To determine whether the extent of the ischemic penumbra apparent on perfusion-diffusion MRI can be used to identify patients who would respond positively and safely to tissue plasminogen activator (tPA) beyond 3 hours post-stroke.



Trial Design

  • Allocation: Randomized
  • Masking: Double-Blind
  • Purpose: Treatment
  • Endpoint: Safety/Efficacy Study
  • Intervention: Parallel Assignment

Patient Involvement

All 100 participants will have baseline MRI studies with gadolinium contrast, including DWI, perfusion-weighted imaging (PWI), and magnetic resonance angiography (MRA). All participants will be randomized into tPA or placebo groups within 3-6 hours after stroke onset. tPA for all patients will be dosed at 0.9 mg/kg, with a maximum dose of 90 mg, and will be delivered with 10% injected in a 1-minute bolus, and the remainder infused over 60 minutes. Placebo infusions will be delivered in an identical manner. Patients will be observed every 15 minutes for 2 hours, every hour for 4 hours, every 2 hours for 12 hours, and every 4 hours until reviewed by an investigator. All patients will receive repeat MRI studies (DWI, PWI, MRA) at 3-5 days, and at 90 days post-stroke.

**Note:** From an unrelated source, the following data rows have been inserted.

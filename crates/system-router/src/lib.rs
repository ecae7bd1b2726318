// Copyright Exograph, Inc. All rights reserved.
//
// Use of this software is governed by the Business Source License
// included in the LICENSE file at the root of this repository.
//
// As of the Change Date specified in that file, in accordance with
// the Business Source License, use of this software will be governed
// by the Apache License, Version 2.0.

//! Assembles the endpoints served for one engine into a single [Router].
mod system_router;

pub use system_router::SystemRouter;
// Copyright Exograph, Inc. All rights reserved.
//
// Use of this software is governed by the Business Source License
// included in the LICENSE file at the root of this repository.
//
// As of the Change Date specified in that file, in accordance with
// the Business Source License, use of this software will be governed
// by the Apache License, Version 2.0.

use async_trait::async_trait;
use http::StatusCode;

use crate::http::{Headers, RequestPayload, ResponseBody, ResponsePayload};

#[async_trait]
pub trait Router: Sync {
    /// Returns `None` if the request is not meant for this router.
    async fn route(&self, request: &mut (dyn RequestPayload + Send)) -> Option<ResponsePayload>;
}

/// Tries each router in order; answers 404 when none of them takes the request.
pub struct CompositeRouter {
    routers: Vec<Box<dyn Router + Send + Sync>>,
}

impl CompositeRouter {
    pub fn new(routers: Vec<Box<dyn Router + Send + Sync>>) -> Self {
        Self { routers }
    }
}

#[async_trait]
impl Router for CompositeRouter {
    async fn route(&self, request: &mut (dyn RequestPayload + Send)) -> Option<ResponsePayload> {
        for router in self.routers.iter() {
            if let Some(response) = router.route(request).await {
                return Some(response);
            }
        }

        Some(ResponsePayload {
            body: ResponseBody::None,
            headers: Headers::new(),
            status_code: StatusCode::NOT_FOUND,
        })
    }
}

#[cfg(test)]
mod tests {
    use bytes::Bytes;

    use super::*;
    use crate::http::HttpRequestPayload;

    struct PathRouter(&'static str);

    #[async_trait]
    impl Router for PathRouter {
        async fn route(
            &self,
            request: &mut (dyn RequestPayload + Send),
        ) -> Option<ResponsePayload> {
            (request.get_head().get_path() == self.0).then(|| ResponsePayload {
                body: ResponseBody::Bytes(self.0.as_bytes().to_vec()),
                headers: Headers::new(),
                status_code: StatusCode::OK,
            })
        }
    }

    fn request(path: &str) -> HttpRequestPayload {
        HttpRequestPayload::new(http::Request::get(path).body(Bytes::new()).unwrap())
    }

    #[tokio::test]
    async fn first_matching_router_wins() {
        let router = CompositeRouter::new(vec![
            Box::new(PathRouter("/a")),
            Box::new(PathRouter("/b")),
        ]);

        let response = router.route(&mut request("/b")).await.unwrap();
        assert_eq!(response.status_code, StatusCode::OK);
        assert_eq!(response.body, ResponseBody::Bytes(b"/b".to_vec()));

        let response = router.route(&mut request("/c")).await.unwrap();
        assert_eq!(response.status_code, StatusCode::NOT_FOUND);
    }
}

Type Measure Time Frame Safety Issue
Primary Change in the size of the ischemic lesion between baseline and follow-up studies, as visualized with diffusion-weighted imaging (T2 lesion volume - acute DWI volume).
Secondary Reperfusion defined as change between acute PWI volume(3-6 hours) and subacute PWI volume (3-5 days); symptomatic hemorrhagic transformation at day 3, as assessed by MRI; infarct volume, as measured with T2-weighted MRI; degree of recanalization of the MCA; proportion of patients making an 8-point improvement in their NIHSS score or outcome score of 0,1; percentage of patients reaching an MRS score of 0 - 2.
Primary Primary Hypothesis - lesion growth
Primary In patients with penumbra, there will be attenuation of lesion growth (outcome T2 lesion volume - acute DWI volume ) with tPA.
Secondary Secondary Hypotheses
Secondary In the non-penumbral group, lesion growth will be lower and will not be attenuated by tPA.
Secondary Favourable functional outcome (mRS 0-2) will be more likely in patients with penumbra receiving tPA.
Secondary That the proportion of patients achieving good neurological outcome (an 8 point improvement in NIH-SS or outcome NIH-SS of 0, 1) will be greater in those patients with a penumbra receiving tPA.
Secondary Symptomatic hemorrhagic transformation (sICH) will be predicted by the size of the baseline DWI volume in those patients receiving tPA.
Secondary Reperfusion (greater than 90% PWI lesion reduction, or recanalisation on MRA, between the acute and sub-acute interval), will be increased (in patients with penumbra) receiving tPA.
Secondary In patients with malignant mismatch (Definition DWI 100ml or more and / or PWI 100ml or more) there will be unfavourable clinical outcome (even if there is attenuation of growth).